Evolution Space and The Spaceport Company conducted a sounding rocket launch from a ship. The solid-fuel rocket by Evolution Space reached an altitude of nearly 17 kilometers after launch from The Spaceport Company's ship in the Gulf of Mexico Saturday off the coast of Mississippi. The test served to validate The Spaceport Company's sea-based launch equipment and ground support equipment. [SpaceNews]
 

Other News


An electrical issue scrubbed the final Vega launch Tuesday. Arianespace said electrical problems with "ground links" halted the countdown several hours before the scheduled liftoff from French Guiana. The launch has been rescheduled for Wednesday night at 9:50 p.m. Eastern.

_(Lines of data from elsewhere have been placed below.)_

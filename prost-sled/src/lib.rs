use std::path::Path;

use prost::Message;
use thiserror::Error;

#[derive(Debug, Error)]
pub enum Error {
    #[error(transparent)]
    SledError(#[from] sled::Error),
    #[error(transparent)]
    ProstDecodeError(#[from] prost::DecodeError),
    #[error(transparent)]
    ProstEncodeError(#[from] prost::EncodeError),
}

pub type Result<T> = std::result::Result<T, Error>;

/// A [sled::Db] that stores protobuf encoded values.
///
/// [ProtoDb] provides methods to make it easier store and retrieve protobuf
/// encoded data in a Sled database. Cloning is cheap, clones share the same
/// underlying database.
#[derive(Clone, Debug)]
pub struct ProtoDb(sled::Db);

impl From<sled::Db> for ProtoDb {
    fn from(db: sled::Db) -> Self {
        Self(db)
    }
}

fn encode<T: Message>(msg: &T) -> Result<Vec<u8>> {
    let mut buf = Vec::with_capacity(msg.encoded_len());
    msg.encode(&mut buf)?;
    Ok(buf)
}

impl ProtoDb {
    /// Open (or create) the database rooted at `path`.
    pub fn open<P: AsRef<Path>>(path: P) -> Result<Self> {
        Ok(Self(sled::open(path)?))
    }

    /// Open a database that is deleted when the last clone is dropped.
    pub fn temporary() -> Result<Self> {
        Ok(Self(sled::Config::new().temporary(true).open()?))
    }

    /// Get a value by its key.
    pub fn get<K, T>(&self, key: K) -> Result<Option<T>>
    where
        K: AsRef<[u8]>,
        T: Message + Default,
    {
        let maybe_data = self.0.get(key)?;
        if let Some(data) = maybe_data {
            let msg = T::decode(&*data)?;
            Ok(Some(msg))
        } else {
            Ok(None)
        }
    }

    /// Atomically retrieve then update a value.
    ///
    /// Returning `None` from `f` removes the value.
    pub fn update_and_fetch<K, V, F, T>(
        &self,
        key: K,
        mut f: F,
    ) -> Result<Option<T>>
    where
        K: AsRef<[u8]>,
        F: FnMut(Option<T>) -> Option<V>,
        V: Into<T>,
        T: Message + Default,
    {
        // Escape the scoping of the closure so we can report the error.
        let mut err: Option<Error> = None;
        let maybe_data = self.0.update_and_fetch(key, |maybe_data| {
            let maybe_msg = match maybe_data.map(T::decode) {
                Some(Ok(value)) => Some(value),
                Some(Err(e)) => {
                    err = Some(e.into());
                    None
                }
                None => None,
            };
            let inserted: T = f(maybe_msg)?.into();
            match encode(&inserted) {
                Ok(buf) => Some(buf),
                Err(e) => {
                    err = Some(e);
                    None
                }
            }
        })?;

        if let Some(e) = err {
            return Err(e);
        }

        if let Some(data) = maybe_data {
            let msg = T::decode(&*data)?;
            Ok(Some(msg))
        } else {
            Ok(None)
        }
    }

    /// Insert a value into the database, returning the previous value.
    ///
    /// The swap is atomic so of two concurrent inserts on the same key exactly
    /// one observes `None`.
    pub fn insert<K, V, T>(&self, key: K, value: V) -> Result<Option<T>>
    where
        K: AsRef<[u8]>,
        V: Into<T>,
        T: Message + Default,
    {
        let msg: T = value.into();
        let maybe_inserted = self.0.insert(key, encode(&msg)?)?;
        if let Some(inserted) = maybe_inserted {
            let msg = T::decode(&*inserted)?;
            Ok(Some(msg))
        } else {
            Ok(None)
        }
    }

    /// Remove a value, returning it if it was present.
    ///
    /// Removal is atomic, a value can only be taken once.
    pub fn remove<K, T>(&self, key: K) -> Result<Option<T>>
    where
        K: AsRef<[u8]>,
        T: Message + Default,
    {
        match self.0.remove(key)? {
            Some(data) => Ok(Some(T::decode(&*data)?)),
            None => Ok(None),
        }
    }

    /// Decode every value whose key starts with `prefix`.
    pub fn scan_prefix<K, T>(&self, prefix: K) -> Result<Vec<T>>
    where
        K: AsRef<[u8]>,
        T: Message + Default,
    {
        self.0
            .scan_prefix(prefix)
            .values()
            .map(|data| -> Result<T> { Ok(T::decode(&*data?)?) })
            .collect()
    }

    /// Remove the values under `prefix` that `keep` rejects, returning how
    /// many were removed.
    ///
    /// A value that changes between the scan and the removal is left alone.
    pub fn retain_prefix<K, T, F>(&self, prefix: K, mut keep: F) -> Result<usize>
    where
        K: AsRef<[u8]>,
        T: Message + Default,
        F: FnMut(&T) -> bool,
    {
        let mut removed = 0;
        for entry in self.0.scan_prefix(prefix) {
            let (key, data) = entry?;
            if keep(&T::decode(&*data)?) {
                continue;
            }
            if self
                .0
                .compare_and_swap(&key, Some(&data), None::<sled::IVec>)?
                .is_ok()
            {
                removed += 1;
            }
        }
        Ok(removed)
    }
}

The launch, the final one of the original Vega rocket, will place the Sentinel-2C Earth observation satellite into orbit. [Arianespace]

Benchmark Space Systems won an Air Force Research Lab (AFRL) contract to develop thrusters using a green propellant. The $4.9 million contract, announced Wednesday, covers development of Benchmark 22-newton to 100-newton propulsion systems using ASCENT, a green monopropellant developed by AFRL. The contract builds upon a previous award that focused on a 22-newton thruster. ASCENT is easier to handle than hydrazine, traditionally used for spacecraft thrusters, and provides better performance. [SpaceNews]

Sierra Space has completed a set of tests for part of its Dream Chaser spacecraft. The company announced Wednesday that the Shooting Star cargo module passed acoustics tests at the Kennedy Space Center, simulating the noise of launch. Shooting Star is attached to Dream Chaser to provide additional cargo capacity as well as solar power and thrusters, and is jettisoned after undocking. Sierra Space has not indicated when Dream Chaser will launch after it was taken off the second Vulcan Centaur mission, which will now launch with a mass simulator. [SpaceNews]

Silicon Valley startup Collimate is seeking to make it easier for satellite operators to manage downlinks. The company offers a tool for predicting the success of satellite downlinks, after considering space weather, terrestrial weather and the location and profile of ground-based antennas. That tool uses artificial intelligence to predict the success of downlinks based on past experience. [SpaceNews]

A proposed reality TV show in India would send the winner on a suborbital flight. Indian TV producer Banijay Asia says it is teaming up with the Space Exploration and Research Agency (SERA), a venture previously known as the Crypto Space Agency, on a competition where the winner would get a seat on a Blue Origin New Shepard flight. The announcement included few details about what the competition would entail or when the winner would fly. [NDTV]

AIAA has slected Clay Mowry as its new CEO. The aerospace organization announced Tuesday that Mowry will take over as CEO on Oct. 1, succeeding the retiring Dan Dumbacher. Mowry has been an executive at Arianespace, Blue Origin and Voyager Space, and also serves as president of the International Astronautical Federation through next October. [AIAA]
 

It Just Makes That Noise Sometimes


"It would be very NASA to have slipped the surly bonds of Earth, inventing and perfecting technology from our wildest imagination, pushed humanity's adventurous spirit to the furthest limits, and still not have cracked the ability to set up a home theater system without occasionally being forced to say, 'I dunno, it just makes that noise sometimes.'"

– From a Defector article about odd noises heard inside the Starliner spacecraft over the weekend that turned out to be an audio configuration issue.